_REQUIRED WORK_
Only the lines below starting at the one that contains "pub fn calculate_rps(&self)" and ending at the one that contains "const DEFAULT_FILTER: &str" are to be reproduced, exactly and with both ends kept.

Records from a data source
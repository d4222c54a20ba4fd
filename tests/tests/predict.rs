mod utils;
use utils::*;

use serde_json::json;
use std::time::Duration;
use tensorbench::prelude::*;
use tensorbench_runtime::{BenchRuntime, HttpGateway};

fn payload(model: ModelSpec) -> PredictRequest {
    PredictRequest::from_json(
        model,
        &json!({
            "x": [[1.0, 2.0], [3.0, 4.0], [5.0, 6.0]],
            "ids": [1, 2, 3],
        }),
    )
    .unwrap()
}

#[tokio::test(flavor = "multi_thread", worker_threads = 4)]
#[ntest::timeout(30_000)]
async fn every_run_succeeds() {
    let addr = init().await;

    let mut summary = BenchmarkRequest::new(&addr.to_string(), payload(ModelSpec::new("mnist")))
        .runs(400)
        .clients(4)
        .concurrency(8)
        .run(HttpGateway::new())
        .unwrap();

    let mut progress = vec![];
    while let Some(event) = summary.recv().await {
        match event {
            RunEvent::Progress(pct) => progress.push(pct),
            RunEvent::Done => break,
        }
    }

    assert_eq!(progress.last(), Some(&100.));
    assert!(progress.windows(2).all(|w| w[0] < w[1]));

    let outcome = summary.outcome().unwrap();
    assert_eq!(outcome.runs(), 400);
    assert_eq!(outcome.errors, 0, "{:?}", outcome.failed().next());
    assert!(outcome.connection_failures.is_empty());

    let report = outcome.report();
    assert_eq!(report.runs, 400);
    assert!(report.rps > 0.);
    assert!(report.latency_p50 > Duration::ZERO);
}

#[tokio::test(flavor = "multi_thread", worker_threads = 4)]
#[ntest::timeout(30_000)]
async fn versioned_model_with_signature() {
    let addr = init().await;

    let model = ModelSpec::new("mnist")
        .version(2)
        .signature_name("predict_images");
    let mut summary = BenchmarkRequest::new(&format!("http://{addr}"), payload(model))
        .runs(20)
        .concurrency(4)
        .run(HttpGateway::new())
        .unwrap();

    let outcome = summary.wait().await.unwrap();
    assert_eq!(outcome.runs(), 20);
    assert_eq!(outcome.errors, 0, "{:?}", outcome.failed().next());
}

#[tokio::test(flavor = "multi_thread", worker_threads = 4)]
#[ntest::timeout(30_000)]
async fn failing_model_records_errors() {
    let addr = init().await;

    let mut summary = BenchmarkRequest::new(&addr.to_string(), payload(ModelSpec::new("failing")))
        .runs(50)
        .clients(2)
        .concurrency(4)
        .run(HttpGateway::new())
        .unwrap();

    let outcome = summary.wait().await.unwrap();
    assert_eq!(outcome.runs(), 50);
    assert_eq!(outcome.errors, 50);
    for result in &outcome.results {
        let message = result.error_message();
        assert!(message.contains("500"), "{message}");
        assert!(message.contains("Model failed to run"), "{message}");
    }
    assert_eq!(summary.errors(), 50);
}

#[tokio::test(flavor = "multi_thread", worker_threads = 4)]
#[ntest::timeout(30_000)]
async fn slow_model_times_out() {
    let addr = init().await;

    let mut summary =
        BenchmarkRequest::new(&addr.to_string(), payload(ModelSpec::new("delay-2000")))
            .runs(8)
            .concurrency(8)
            .max_timeout(Duration::from_millis(100))
            .run(HttpGateway::new())
            .unwrap();

    let outcome = summary.wait().await.unwrap();
    assert_eq!(outcome.errors, 8);
    for result in &outcome.results {
        assert!(result.error_message().contains("deadline"), "{result:?}");
        assert!(result.elapsed < Duration::from_secs(2));
    }
}

#[tokio::test(flavor = "multi_thread", worker_threads = 4)]
#[ntest::timeout(30_000)]
async fn rejected_calls_are_recorded() {
    let addr = init().await;

    let mut summary = BenchmarkRequest::new(&addr.to_string(), payload(ModelSpec::new("max-5")))
        .runs(60)
        .clients(2)
        .concurrency(8)
        .run(HttpGateway::new())
        .unwrap();

    let outcome = summary.wait().await.unwrap();
    assert_eq!(outcome.runs(), 60);
    assert!(outcome.errors > 0);
    assert!(outcome.errors < 60, "no call got through");
    for result in outcome.failed() {
        let message = result.error_message();
        assert!(message.contains("503"), "{message}");
        assert!(message.contains("Too many requests"), "{message}");
    }
    assert_eq!(outcome.report().errors, outcome.errors);
}

#[tokio::test(flavor = "multi_thread", worker_threads = 4)]
#[ntest::timeout(30_000)]
async fn throttled_model_slows_the_run() {
    let addr = init().await;

    let mut summary =
        BenchmarkRequest::new(&addr.to_string(), payload(ModelSpec::new("limited-50")))
            .runs(100)
            .concurrency(10)
            .run(HttpGateway::new())
            .unwrap();

    let outcome = summary.wait().await.unwrap();
    assert_eq!(outcome.runs(), 100);
    assert_eq!(outcome.errors, 0);
    // The first 50 calls use the burst, the rest are paced at 50 per second.
    assert!(
        outcome.elapsed >= Duration::from_millis(500),
        "{:?}",
        outcome.elapsed
    );
}

#[tokio::test(flavor = "multi_thread", worker_threads = 4)]
#[ntest::timeout(30_000)]
async fn unreachable_host_fails_every_client() {
    let _ = init().await;

    let gateway = HttpGateway::new().dial_timeout(Duration::from_secs(2));
    let mut summary = BenchmarkRequest::new("127.0.0.1:9", payload(ModelSpec::new("mnist")))
        .runs(10)
        .clients(2)
        .run(gateway)
        .unwrap();

    let outcome = summary.wait().await.unwrap();
    assert_eq!(outcome.runs(), 0);
    assert_eq!(outcome.connection_failures.len(), 2);

    let report = outcome.report();
    assert_eq!(report.failed_clients, 2);
    assert_eq!(report.missing_runs, 10);
}

#[tokio::test(flavor = "multi_thread", worker_threads = 4)]
#[ntest::timeout(30_000)]
async fn runtime_end_to_end() {
    let addr = init().await;

    let input = std::env::temp_dir().join(format!("tensorbench-e2e-{}.json", std::process::id()));
    tokio::fs::write(&input, r#"{ "x": [[0.1, 0.2, 0.3]] }"#)
        .await
        .unwrap();

    let report = BenchRuntime::new()
        .host(&addr.to_string())
        .model(ModelSpec::new("half_plus_two"))
        .input(&input)
        .json(true)
        .run()
        .await;
    tokio::fs::remove_file(&input).await.unwrap();

    let report = report.unwrap();
    assert_eq!(report.runs, 1_000);
    assert_eq!(report.errors, 0);
}

#[tokio::test]
async fn runtime_rejects_bad_payload() {
    let addr = init().await;

    let input = std::env::temp_dir().join(format!("tensorbench-ragged-{}.json", std::process::id()));
    tokio::fs::write(&input, r#"{ "x": [[1.0, 2.0], [3.0]] }"#)
        .await
        .unwrap();

    let res = BenchRuntime::new()
        .host(&addr.to_string())
        .input(&input)
        .run()
        .await;
    tokio::fs::remove_file(&input).await.unwrap();

    assert!(matches!(
        res,
        Err(tensorbench_runtime::RuntimeError::Encode(_))
    ));
}

#[tokio::test(flavor = "multi_thread", worker_threads = 4)]
#[ntest::timeout(30_000)]
async fn integer_first_image_is_sent_as_floats() {
    let addr = init().await;

    let request = PredictRequest::from_json(
        ModelSpec::new("mnist"),
        &json!({ "images": [[0, 0.5], [1, 0.25]] }),
    )
    .unwrap();
    let mut summary = BenchmarkRequest::new(&addr.to_string(), request)
        .runs(10)
        .run(HttpGateway::new())
        .unwrap();

    let outcome = summary.wait().await.unwrap();
    assert_eq!(outcome.errors, 0, "{:?}", outcome.failed().next());
}
//! A stand-in for the TensorFlow Serving REST predict API.
//!
//! The model name picks the behavior:
//! - `failing`: every predict call fails with a 500.
//! - `delay-<ms>`: answer after sleeping `<ms>` milliseconds.
//! - `limited-<tps>`: answer at no more than `<tps>` calls per second, queueing the rest.
//! - `max-<tps>`: answer at no more than `<tps>` calls per second, rejecting the rest with a 503.
//! - anything else: answer immediately.
//!
//! Every predict body must carry a non-empty `inputs` object, otherwise the call is rejected with
//! a 400 like the real service would.
use axum::{
    debug_handler,
    extract::{Json, Path},
    http::StatusCode,
    routing::{get, post},
    Router,
};
use governor::{DefaultDirectRateLimiter, Quota, RateLimiter};
use lazy_static::lazy_static;
use metrics::counter;
use serde_json::{json, Value};
use std::collections::HashMap;
use std::net::SocketAddr;
use std::num::NonZeroU32;
use std::sync::atomic::{AtomicU64, Ordering};
use std::sync::{Arc, RwLock};
use std::time::Duration;
use tower_http::trace::TraceLayer;
#[allow(unused)]
use tracing::{debug, info, warn};

type Reply = (StatusCode, Json<Value>);

pub fn router() -> Router {
    Router::new()
        // `:model` is either a bare model name or `{model}:predict`.
        .route("/v1/models/:model", get(status).post(predict))
        .route(
            "/v1/models/:model/versions/:version_action",
            post(predict_version),
        )
        .layer(TraceLayer::new_for_http())
}

/// Serve on `addr` until the process exits.
pub async fn run(addr: SocketAddr) -> anyhow::Result<()> {
    let listener = tokio::net::TcpListener::bind(&addr).await?;
    info!("Mock service listening on {}", listener.local_addr()?);
    axum::serve(listener, router()).await?;
    Ok(())
}

/// Serve on an ephemeral local port in the background.
pub async fn spawn() -> anyhow::Result<SocketAddr> {
    let listener = tokio::net::TcpListener::bind("127.0.0.1:0").await?;
    let addr = listener.local_addr()?;
    tokio::spawn(async move {
        if let Err(err) = axum::serve(listener, router()).await {
            warn!("Mock service stopped: {err}");
        }
    });
    Ok(addr)
}

#[debug_handler]
async fn status(Path(model): Path<String>) -> Reply {
    (
        StatusCode::OK,
        Json(json!({
            "model_version_status": [{
                "version": "1",
                "state": "AVAILABLE",
                "status": { "error_code": "OK", "error_message": "" }
            }],
            "model": model,
        })),
    )
}

#[debug_handler]
async fn predict(Path(model_action): Path<String>, Json(body): Json<Value>) -> Reply {
    match model_action.split_once(':') {
        Some((model, "predict")) => respond(model, &body).await,
        _ => not_found(&model_action),
    }
}

#[debug_handler]
async fn predict_version(
    Path((model, version_action)): Path<(String, String)>,
    Json(body): Json<Value>,
) -> Reply {
    match version_action.split_once(':') {
        Some((version, "predict")) if version.parse::<u64>().is_ok() => {
            respond(&model, &body).await
        }
        _ => not_found(&version_action),
    }
}

async fn respond(model: &str, body: &Value) -> Reply {
    PREDICT_CALLS.fetch_add(1, Ordering::Relaxed);
    counter!("mock_service.predict").increment(1);

    let inputs = match body.get("inputs") {
        Some(Value::Object(inputs)) if !inputs.is_empty() => inputs,
        _ => {
            return error(
                StatusCode::BAD_REQUEST,
                "Missing 'inputs' or 'instances' key",
            )
        }
    };

    if model == "failing" {
        return error(StatusCode::INTERNAL_SERVER_ERROR, "Model failed to run");
    }

    if let Some(delay_ms) = suffix(model, "delay-") {
        tokio::time::sleep(Duration::from_millis(delay_ms)).await;
    } else if let Some(tps) = suffix(model, "limited-") {
        limiter(model, tps).until_ready().await;
    } else if let Some(tps) = suffix(model, "max-") {
        if limiter(model, tps).check().is_err() {
            debug!("Rejecting call to {model} over {tps} TPS");
            return error(StatusCode::SERVICE_UNAVAILABLE, "Too many requests");
        }
    }

    // Echo the first input back as the output, like an identity model.
    let outputs = inputs.values().next().cloned().unwrap_or(Value::Null);
    (StatusCode::OK, Json(json!({ "outputs": outputs })))
}

fn suffix(model: &str, prefix: &str) -> Option<u64> {
    model.strip_prefix(prefix)?.parse().ok()
}

fn error(status: StatusCode, message: &str) -> Reply {
    (status, Json(json!({ "error": message })))
}

fn not_found(path: &str) -> Reply {
    error(StatusCode::NOT_FOUND, &format!("Unknown action: {path}"))
}

lazy_static! {
    static ref LIMITERS: RwLock<HashMap<String, Arc<DefaultDirectRateLimiter>>> =
        RwLock::new(HashMap::new());
}

fn limiter(model: &str, tps: u64) -> Arc<DefaultDirectRateLimiter> {
    let existing = LIMITERS
        .read()
        .ok()
        .and_then(|limiters| limiters.get(model).cloned());
    if let Some(limiter) = existing {
        return limiter;
    }

    let limiter = Arc::new(rate_limiter(tps));
    match LIMITERS.write() {
        Ok(mut limiters) => limiters
            .entry(model.to_string())
            .or_insert(limiter)
            .clone(),
        Err(_) => limiter,
    }
}

pub fn rate_limiter(tps: u64) -> DefaultDirectRateLimiter {
    let tps = u32::try_from(tps).unwrap_or(u32::MAX);
    RateLimiter::direct(Quota::per_second(NonZeroU32::new(tps).unwrap_or(NonZeroU32::MIN)))
}

static PREDICT_CALLS: AtomicU64 = AtomicU64::new(0);

/// Print the predict call rate once a second.
pub async fn tps_measure_task() {
    loop {
        tokio::time::sleep(Duration::from_secs(1)).await;
        let calls = PREDICT_CALLS.swap(0, Ordering::Relaxed);
        println!("{calls} TPS");
    }
}
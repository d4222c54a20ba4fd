//! Live and final view of a benchmark run.
use crate::error::BenchmarkError;
use std::sync::atomic::{AtomicUsize, Ordering};
use std::sync::Arc;
use std::time::Duration;
use tensorbench_core::{BenchmarkConfig, BenchmarkReport, CallResult, ConnectionFailure};
use time::OffsetDateTime;
use tokio::sync::mpsc;
use tokio::time::Instant;

/// Notification observed by the consumer of a run.
#[derive(Debug, Clone, Copy, PartialEq)]
pub enum RunEvent {
    /// Percentage of configured runs completed, in `(0, 100]`. Strictly increasing within a run.
    Progress(f32),
    /// The run is complete. Delivered exactly once, after the final `Progress(100.)`.
    Done,
}

#[derive(Debug)]
pub(crate) enum Event {
    Progress(f32),
    Done(Box<RunOutcome>),
}

/// Counters published by the collector while the run is in progress.
#[derive(Debug, Default)]
pub(crate) struct LiveCounters {
    completed: AtomicUsize,
    errors: AtomicUsize,
}

impl LiveCounters {
    pub fn record(&self, completed: usize, errors: usize) {
        self.completed.store(completed, Ordering::Relaxed);
        self.errors.store(errors, Ordering::Relaxed);
    }
}

/// The completed state of a run.
#[derive(Debug, Clone)]
pub struct RunOutcome {
    pub started_at: OffsetDateTime,
    pub ended_at: OffsetDateTime,
    pub elapsed: Duration,
    /// Results in arrival order.
    pub results: Vec<CallResult>,
    pub errors: usize,
    pub connection_failures: Vec<ConnectionFailure>,
}

impl RunOutcome {
    pub fn runs(&self) -> usize {
        self.results.len()
    }

    pub fn failed(&self) -> impl Iterator<Item = &CallResult> {
        self.results.iter().filter(|r| !r.success())
    }

    pub fn report(&self) -> BenchmarkReport {
        BenchmarkReport::new(
            self.started_at,
            self.ended_at,
            self.elapsed,
            &self.results,
            &self.connection_failures,
        )
    }
}

/// Handle to a running benchmark, returned by [`crate::BenchmarkRequest::run`].
///
/// Progress and completion are observed through [`BenchmarkSummary::recv`] (or
/// [`BenchmarkSummary::wait`]). The counters can be read at any time.
///
/// # Example
/// ```no_run
/// # use tensorbench::prelude::*;
/// # async fn example(summary: &mut BenchmarkSummary) {
/// while let Some(event) = summary.recv().await {
///     match event {
///         RunEvent::Progress(pct) => println!("{pct}% ({:.2} RPS)", summary.calculate_rps()),
///         RunEvent::Done => break,
///     }
/// }
/// # }
/// ```
#[derive(Debug)]
pub struct BenchmarkSummary {
    config: BenchmarkConfig,
    started_at: OffsetDateTime,
    start: Instant,
    live: Arc<LiveCounters>,
    events: mpsc::UnboundedReceiver<Event>,
    outcome: Option<RunOutcome>,
}

impl BenchmarkSummary {
    pub(crate) fn new(
        config: BenchmarkConfig,
        started_at: OffsetDateTime,
        start: Instant,
        live: Arc<LiveCounters>,
        events: mpsc::UnboundedReceiver<Event>,
    ) -> Self {
        Self {
            config,
            started_at,
            start,
            live,
            events,
            outcome: None,
        }
    }

    /// Next progress or completion event. `None` once the run is over and every event was seen.
    pub async fn recv(&mut self) -> Option<RunEvent> {
        match self.events.recv().await? {
            Event::Progress(pct) => Some(RunEvent::Progress(pct)),
            Event::Done(outcome) => {
                self.outcome = Some(*outcome);
                Some(RunEvent::Done)
            }
        }
    }

    /// Drain events until the run completes.
    pub async fn wait(&mut self) -> Result<&RunOutcome, BenchmarkError> {
        while let Some(event) = self.recv().await {
            if event == RunEvent::Done {
                break;
            }
        }

        self.outcome.as_ref().ok_or(BenchmarkError::CollectorStopped)
    }

    pub fn outcome(&self) -> Option<&RunOutcome> {
        self.outcome.as_ref()
    }

    pub fn into_outcome(self) -> Option<RunOutcome> {
        self.outcome
    }

    pub fn is_done(&self) -> bool {
        self.outcome.is_some()
    }

    pub fn config(&self) -> &BenchmarkConfig {
        &self.config
    }

    pub fn started_at(&self) -> OffsetDateTime {
        self.started_at
    }

    /// Calls completed so far.
    pub fn runs(&self) -> usize {
        self.live.completed.load(Ordering::Relaxed)
    }

    /// Failed calls so far.
    pub fn errors(&self) -> usize {
        self.live.errors.load(Ordering::Relaxed)
    }

    /// Completed calls per second since the run started, measured now.
    pub fn calculate_rps(&self) -> f64 {
        let elapsed = self.start.elapsed().as_secs_f64();
        if elapsed > 0. {
            self.runs() as f64 / elapsed
        } else {
            0.
        }
    }
}
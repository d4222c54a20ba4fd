use tensorbench_runtime::BenchRuntime;
use tracing::error;
use tracing_subscriber::{EnvFilter, FmtSubscriber};

const DEFAULT_FILTER: &str = "tensorbench=info,tensorbench_runtime=info";

#[tokio::main]
async fn main() {
    FmtSubscriber::builder()
        .with_env_filter(
            EnvFilter::try_from_default_env().unwrap_or_else(|_| EnvFilter::new(DEFAULT_FILTER)),
        )
        .with_writer(std::io::stderr)
        .init();

    if let Err(err) = BenchRuntime::new().with_args().run().await {
        error!("{err}");
        std::process::exit(1);
    }
}
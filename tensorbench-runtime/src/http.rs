//! HTTP gateway for the TensorFlow Serving REST API.
use reqwest::header::CONTENT_TYPE;
use reqwest::{Client, StatusCode};
use serde::Deserialize;
use std::time::Duration;
use tensorbench::core::PredictRequest;
use tensorbench::{CallError, ConnectionError, Gateway};
#[allow(unused)]
use tracing::{debug, error, info, instrument, trace, warn};
use url::Url;

const DEFAULT_SCHEME: &str = "http://";
const DIAL_TIMEOUT: Duration = Duration::from_secs(10);

/// Issues predict calls as `POST {base}/v1/models/{model}:predict`.
///
/// Every dial builds a separate `reqwest::Client`, so clients of a run never share a connection
/// pool.
#[derive(Debug, Clone, Default)]
pub struct HttpGateway {
    dial_timeout: Option<Duration>,
}

impl HttpGateway {
    pub fn new() -> Self {
        Self::default()
    }

    /// Bound on the reachability check made when dialing. Defaults to 10 seconds.
    pub fn dial_timeout(mut self, dial_timeout: Duration) -> Self {
        self.dial_timeout = Some(dial_timeout);
        self
    }
}

#[derive(Debug)]
pub struct HttpConnection {
    client: Client,
    base: Url,
}

impl HttpConnection {
    pub fn base(&self) -> &Url {
        &self.base
    }
}

/// Parse a target into a base URL. Bare `host:port` targets get an `http://` scheme.
pub fn base_url(address: &str) -> Result<Url, ConnectionError> {
    let address = address.trim();
    let mut url = if address.contains("://") {
        Url::parse(address)
    } else {
        Url::parse(&format!("{DEFAULT_SCHEME}{address}"))
    }
    .map_err(|err| ConnectionError::new(address, err))?;

    if url.cannot_be_a_base() || url.host().is_none() {
        return Err(ConnectionError::new(address, "not a valid base URL"));
    }

    // Relative joins replace the last segment unless the path ends in a slash.
    if !url.path().ends_with('/') {
        let path = format!("{}/", url.path());
        url.set_path(&path);
    }

    Ok(url)
}

impl Gateway for HttpGateway {
    type Connection = HttpConnection;

    async fn dial(&self, address: &str) -> Result<HttpConnection, ConnectionError> {
        let base = base_url(address)?;
        let client = Client::builder()
            .build()
            .map_err(|err| ConnectionError::new(address, err))?;

        // Any response at all means the service is reachable.
        let reply = client
            .get(base.clone())
            .timeout(self.dial_timeout.unwrap_or(DIAL_TIMEOUT))
            .send()
            .await
            .map_err(|err| ConnectionError::new(address, err))?;
        debug!("Reached {base}: {}", reply.status());

        Ok(HttpConnection { client, base })
    }

    async fn call(
        &self,
        connection: &HttpConnection,
        request: &PredictRequest,
        deadline: Option<Duration>,
    ) -> Result<(), CallError> {
        let url = connection
            .base
            .join(request.rest_path())
            .map_err(|err| CallError::Transport(err.to_string()))?;

        let mut builder = connection
            .client
            .post(url)
            .header(CONTENT_TYPE, "application/json")
            .body(request.rest_body());
        if let Some(deadline) = deadline {
            builder = builder.timeout(deadline);
        }

        let res = builder.send().await.map_err(|err| match deadline {
            Some(deadline) if err.is_timeout() => CallError::Timeout(deadline),
            _ => CallError::Transport(err.to_string()),
        })?;

        let status = res.status();
        if status.is_success() {
            return Ok(());
        }

        let body = res.text().await.unwrap_or_default();
        Err(CallError::Status {
            status: status.as_u16(),
            message: error_message(status, &body),
        })
    }
}

#[derive(Deserialize)]
struct ErrorBody {
    error: String,
}

fn error_message(status: StatusCode, body: &str) -> String {
    match serde_json::from_str::<ErrorBody>(body) {
        Ok(ErrorBody { error }) => error,
        Err(_) if !body.trim().is_empty() => body.trim().to_string(),
        Err(_) => status
            .canonical_reason()
            .unwrap_or("unknown status")
            .to_string(),
    }
}
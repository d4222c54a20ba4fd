//! Core data types shared by the tensorbench engine and runtime.
//!
//! This crate has no async machinery of its own: it holds the run configuration, the tensor
//! payload encoder, the per-call result records and the final report.
mod config;
mod constants;
mod data;
mod error;
mod predict;
mod stats;
pub mod tensor;

pub use config::*;
pub use constants::*;
pub use data::*;
pub use error::*;
pub use predict::*;
pub use stats::*;
pub use tensor::{DataType, TensorPayload, TensorValues};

_REPLY TO THE TASK_
    pub fn calculate_rps(&self) -> f64 {
        let elapsed = self.start.elapsed().as_secs_f64();
        if elapsed > 0. {
            self.runs() as f64 / elapsed
        } else {
            0.
        }
    }
}
repository d4222c54a20ba4fd
use tensorbench_runtime::BenchRuntime;
use tracing::error;
use tracing_subscriber::{EnvFilter, FmtSubscriber};

const DEFAULT_FILTER: &str = "tensorbench=info,tensorbench_runtime=info";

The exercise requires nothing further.